Monday, May. 25, 1959
Married. Elizabeth Taylor, 27, cinemactress; and Eddie Fisher, 30, crooner (3 1/2 hours after he got a Nevada divorce from Cinemactress Debbie Reynolds); she for the fourth time, he for the second; in Las Vegas, Nev.
Married. Westbrook Pegler, 64, terrible-tempered Old Guard newspaper columnist; and Pearl Wiley Doane, 47, an energetic worker in Los Angeles Republican politics; he for the second time (his first wife died in 1955), she for the third; in Manhattan.
Divorced. By Anita Ekberg, 27, bosomy, Swedish-born cinemactress (Paris Holiday): Anthony Steel, 39, swashbuckling cinemactor (Ivory Hunter); after three years of marriage, no children; in Santa Monica, Calif.
Died. Reuven Shiloah, 49, Israeli diplomat, Minister Plenipotentiary to Washington (1953-57), a director of Israeli intelligence operations during Israel's struggle for independence; of a heart ailment; in Tel Aviv.
Died. Rex Smith, 58, world-roving, hard-living journalist and author; onetime (1937-41) editor of Newsweek, where he revamped editorial policy, helped push circulation from 190,000 to 450,000; editor of the Chicago Sun (1941-42); Vice President of American Airlines in charge of Public Relations (1946-58); of cancer; in Manhattan.
Died. Howell G. Crim, 60, longtime (1930-57) usher at the White House who served under four Presidents, became chief usher in 1938; of a lung ailment; in Washington.

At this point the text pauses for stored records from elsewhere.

//! Dice coefficient and Dice loss.
//!
//! The coefficient between a soft prediction `A` and a binary target `B` is
//!
//! ```text
//! dice = (2 · Σ(A·B) + ε) / (ΣA + ΣB + ε)
//! ```
//!
//! with `ΣA² + ΣB²` in the denominator under [`Denominator::Squared`]. Which
//! elements share a sum is controlled by [`Reduction`]: `BatchJoint` folds the
//! whole batch into one ratio, `PerImage` takes one ratio per `[H, W]` plane
//! and averages them. The two differ whenever the planes carry unequal
//! foreground mass, so the choice is part of the metric definition.

use burn::{prelude::*, tensor::ElementConversion};

use crate::{
    config::{DiceConfig, Denominator, Reduction},
    error::{EvalError, EvalResult},
};

/// Row-wise Dice over a `[rows, elements]` pair, kept on the autodiff graph.
pub fn dice_per_row<B: Backend>(
    input: Tensor<B, 2>,
    target: Tensor<B, 2>,
    epsilon: f64,
    denominator: Denominator,
) -> Tensor<B, 1> {
    let [rows, _] = input.dims();

    let intersection = (input.clone() * target.clone()).sum_dim(1);
    let sets_sum = match denominator {
        Denominator::Linear => input.sum_dim(1) + target.sum_dim(1),
        Denominator::Squared => {
            (input.clone() * input).sum_dim(1) + (target.clone() * target).sum_dim(1)
        }
    };

    let dice = intersection.mul_scalar(2.0).add_scalar(epsilon) / sets_sum.add_scalar(epsilon);
    dice.reshape([rows])
}

/// Dice coefficient between two same-shaped tensors of any rank.
///
/// For rank-1 tensors `PerImage` has no planes to split and behaves like
/// `BatchJoint`.
pub fn dice_coeff<B: Backend, const D: usize>(
    input: Tensor<B, D>,
    target: Tensor<B, D>,
    config: &DiceConfig,
) -> EvalResult<f64> {
    config.validate()?;
    ensure_same_shape(&input, &target)?;

    let dims = input.dims();
    let rows = match config.reduction {
        Reduction::BatchJoint => 1,
        Reduction::PerImage => plane_count(&dims),
    };
    let elements = dims.iter().product::<usize>() / rows;

    let dice = dice_per_row(
        input.reshape([rows, elements]),
        target.reshape([rows, elements]),
        config.epsilon,
        config.denominator,
    );

    Ok(dice.mean().into_scalar().elem::<f64>())
}

/// Mean Dice coefficient over the channels of two `[N, C, H, W]` tensors.
///
/// Under `BatchJoint` each channel is one ratio with its sums taken across the
/// whole batch; under `PerImage` every `(sample, channel)` plane is its own ratio.
/// Callers drop channels they do not want scored (e.g. background) beforehand.
pub fn multiclass_dice_coeff<B: Backend>(
    input: Tensor<B, 4>,
    target: Tensor<B, 4>,
    config: &DiceConfig,
) -> EvalResult<f64> {
    config.validate()?;
    ensure_same_shape(&input, &target)?;

    let [n, c, h, w] = input.dims();
    if c == 0 {
        return Err(EvalError::EmptyChannelRange { channels: c });
    }

    let (input, target) = match config.reduction {
        Reduction::BatchJoint => (
            input.swap_dims(0, 1).reshape([c, n * h * w]),
            target.swap_dims(0, 1).reshape([c, n * h * w]),
        ),
        Reduction::PerImage => (
            input.reshape([n * c, h * w]),
            target.reshape([n * c, h * w]),
        ),
    };

    let dice = dice_per_row(input, target, config.epsilon, config.denominator);
    Ok(dice.mean().into_scalar().elem::<f64>())
}

/// `1 - dice` over the whole tensor, as a differentiable training objective.
///
/// For multiclass use pass softmax probabilities and a one-hot target; every
/// channel then contributes to one joint ratio.
pub fn dice_loss<B: Backend, const D: usize>(
    input: Tensor<B, D>,
    target: Tensor<B, D>,
    epsilon: f64,
    denominator: Denominator,
) -> Tensor<B, 1> {
    let elements = input.dims().iter().product::<usize>();
    let dice = dice_per_row(
        input.reshape([1, elements]),
        target.reshape([1, elements]),
        epsilon,
        denominator,
    );

    dice.neg().add_scalar(1.0)
}

fn plane_count<const D: usize>(dims: &[usize; D]) -> usize {
    dims[..D.saturating_sub(2)].iter().product()
}

fn ensure_same_shape<B: Backend, const D: usize>(
    input: &Tensor<B, D>,
    target: &Tensor<B, D>,
) -> EvalResult<()> {
    let (prediction, truth) = (input.dims(), target.dims());
    if prediction != truth {
        return Err(EvalError::ShapeMismatch {
            prediction: prediction.to_vec(),
            target: truth.to_vec(),
        });
    }
    Ok(())
}

#[cfg(test)]
mod tests {
    use super::*;
    use burn::backend::NdArray;

    type TestBackend = NdArray<f32>;

    fn mask(values: [[f32; 4]; 2]) -> Tensor<TestBackend, 4> {
        let device = Default::default();
        Tensor::<TestBackend, 2>::from_floats(values, &device).reshape([2, 1, 2, 2])
    }

    #[test]
    fn test_dice_perfect_overlap() {
        let a = mask([[1.0, 0.0, 1.0, 0.0], [0.0, 1.0, 1.0, 1.0]]);

        let dice = dice_coeff(a.clone(), a, &DiceConfig::new()).unwrap();

        assert!((dice - 1.0).abs() < 1e-6);
    }

    #[test]
    fn test_dice_no_overlap() {
        let a = mask([[1.0, 0.0, 1.0, 0.0], [1.0, 0.0, 1.0, 0.0]]);
        let b = mask([[0.0, 1.0, 0.0, 1.0], [0.0, 1.0, 0.0, 1.0]]);

        let dice = dice_coeff(a, b, &DiceConfig::new()).unwrap();

        assert!(dice < 1e-6);
    }

    #[test]
    fn test_dice_partial_overlap() {
        let a = mask([[1.0, 1.0, 0.0, 0.0], [0.0, 0.0, 0.0, 0.0]]);
        let b = mask([[1.0, 0.0, 1.0, 0.0], [0.0, 0.0, 0.0, 0.0]]);

        let dice = dice_coeff(a, b, &DiceConfig::new()).unwrap();

        // intersection = 1, sums = 2 + 2, dice = 2 * 1 / 4
        assert!((dice - 0.5).abs() < 1e-5);
    }

    #[test]
    fn test_dice_empty_masks() {
        let a = mask([[0.0; 4]; 2]);

        let dice = dice_coeff(a.clone(), a, &DiceConfig::new()).unwrap();

        assert!((dice - 1.0).abs() < 1e-6);
    }

    #[test]
    fn test_batch_joint_differs_from_per_image() {
        // Sample 0 is a perfect match, sample 1 predicts one pixel of an empty target.
        let pred = mask([[1.0, 1.0, 1.0, 0.0], [1.0, 0.0, 0.0, 0.0]]);
        let truth = mask([[1.0, 1.0, 1.0, 0.0], [0.0, 0.0, 0.0, 0.0]]);

        let joint = dice_coeff(pred.clone(), truth.clone(), &DiceConfig::new()).unwrap();
        let per_image = dice_coeff(
            pred,
            truth,
            &DiceConfig::new().with_reduction(Reduction::PerImage),
        )
        .unwrap();

        // joint: 2 * 3 / (4 + 3) ; per image: (1 + 0) / 2
        assert!((joint - 6.0 / 7.0).abs() < 1e-5);
        assert!((per_image - 0.5).abs() < 1e-5);
    }

    #[test]
    fn test_squared_denominator() {
        let device = Default::default();
        let pred = Tensor::<TestBackend, 1>::from_floats([0.5, 0.5], &device);
        let truth = Tensor::<TestBackend, 1>::from_floats([1.0, 0.0], &device);

        let linear = dice_coeff(pred.clone(), truth.clone(), &DiceConfig::new()).unwrap();
        let squared = dice_coeff(
            pred,
            truth,
            &DiceConfig::new().with_denominator(Denominator::Squared),
        )
        .unwrap();

        // linear: 1 / 2 ; squared: 1 / (0.5 + 1)
        assert!((linear - 0.5).abs() < 1e-5);
        assert!((squared - 2.0 / 3.0).abs() < 1e-5);
    }

    #[test]
    fn test_shape_mismatch() {
        let device = Default::default();
        let a = Tensor::<TestBackend, 4>::zeros([1, 1, 2, 2], &device);
        let b = Tensor::<TestBackend, 4>::zeros([1, 2, 2, 2], &device);

        match dice_coeff(a, b, &DiceConfig::new()) {
            Err(EvalError::ShapeMismatch { prediction, target }) => {
                assert_eq!(prediction, vec![1, 1, 2, 2]);
                assert_eq!(target, vec![1, 2, 2, 2]);
            }
            _ => panic!("Expected ShapeMismatch error"),
        }
    }

    #[test]
    fn test_multiclass_averages_channels() {
        let device = Default::default();
        // Channel 0 matches perfectly, channel 1 does not overlap at all.
        let pred = Tensor::<TestBackend, 4>::from_floats(
            [[[[1.0, 0.0]], [[1.0, 0.0]]]],
            &device,
        );
        let truth = Tensor::<TestBackend, 4>::from_floats(
            [[[[1.0, 0.0]], [[0.0, 1.0]]]],
            &device,
        );

        let dice = multiclass_dice_coeff(pred, truth, &DiceConfig::new()).unwrap();

        assert!((dice - 0.5).abs() < 1e-5);
    }

    #[test]
    fn test_multiclass_batch_joint_pools_samples() {
        let device = Default::default();
        // One channel, two samples: the first is all hits, the second a single miss.
        let pred = Tensor::<TestBackend, 4>::from_floats(
            [[[[1.0, 1.0, 1.0]]], [[[0.0, 0.0, 0.0]]]],
            &device,
        );
        let truth = Tensor::<TestBackend, 4>::from_floats(
            [[[[1.0, 1.0, 1.0]]], [[[1.0, 0.0, 0.0]]]],
            &device,
        );

        let joint = multiclass_dice_coeff(pred.clone(), truth.clone(), &DiceConfig::new()).unwrap();
        let per_image = multiclass_dice_coeff(
            pred,
            truth,
            &DiceConfig::new().with_reduction(Reduction::PerImage),
        )
        .unwrap();

        assert!((joint - 6.0 / 7.0).abs() < 1e-5);
        assert!((per_image - 0.5).abs() < 1e-5);
    }

    #[test]
    fn test_dice_loss() {
        let a = mask([[1.0, 0.0, 1.0, 0.0], [0.0, 1.0, 1.0, 1.0]]);
        let b = mask([[0.0, 1.0, 0.0, 1.0], [1.0, 0.0, 0.0, 0.0]]);

        let perfect = dice_loss(a.clone(), a.clone(), 1e-6, Denominator::Linear)
            .into_scalar()
            .elem::<f64>();
        let disjoint = dice_loss(a, b, 1e-6, Denominator::Linear)
            .into_scalar()
            .elem::<f64>();

        assert!(perfect.abs() < 1e-6);
        assert!((disjoint - 1.0).abs() < 1e-6);
    }
}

Died. Whitley Charles Collins, 61, president of Northrop Aircraft, Inc.; of a circulatory ailment; in Los Angeles. A banker by training, Collins brought financial know-how to Northrop when he took over in 1954, in four years saw its sales rise from $171 million to $256 million.
Died. Sidney Bechet, 62, Negro Dixieland jazz artist famed for the honeyed wail of his soprano saxophone; of cancer; in Garches, a Paris suburb. At ten Bechet was tooting his clarinet in the dives of Storyville, New Orleans' oldtime red-light district, over the years spread the lusty music of Dixieland up and down the land, across the Atlantic. An eclectic musician who knew Bach, could read music only sketchily, but wrote a ballet, Composer-Performer Bechet wove grand opera into Dixieland, combined some Verdi with Gershwin whenever he played Summertime. In and out of favor in the U.S., he won his greatest success in Europe, became the idol of Paris cafe jazz buffs, who named 40 or more children after him. High point of a flamboyant career was his 1951 marriage to German-born Elizabeth Ziegler. Ten jazz bands played wedding music; flocks of jazz fans sang and danced in the streets; doves and champagne surrounded the couple as they jogged along the French Riviera in a horse-drawn carriage.
Died. Joe Cook, 69, zany vaudevillian who juggled six Indian clubs, devised complicated Seltzer-squirting, walnut-cracking machines, brought the house down by telling why he would not imitate four Ha| waiian ukulele players; in Clinton, N.Y.
Died. Konstantin Mikhailovich Bykov, 73, director of the I. P. Pavlov Institute of Physiology in Leningrad, who, following the lead of his teacher, Pavlov, rejected Freud as the key to understanding human behavior; in Leningrad.
Died. Saverio Polito, 79, overzealous Rome police chief (1946-53) accused (and later cleared) of hushing up investigation of the notorious Wilma Montesi death, jailed by the Fascists in 1943 on a charge of trying to seduce Mussolini's wife while she was in his custody; of a circulatory ailment; in Rome.
Died. Edgar Landon Apperson, 89, auto industry pioneer, who built one of the world's first cars; in Phoenix, Ariz. In 1893 Apperson put together his first car in a little shop in Kokomo, Ind., later produced annually 1,500 cars (called Jackrabbits), prophesied in 1943: "When the American people are willing to sacrifice showing off, they'll get a lighter car built of light materials that will be cheaper to run."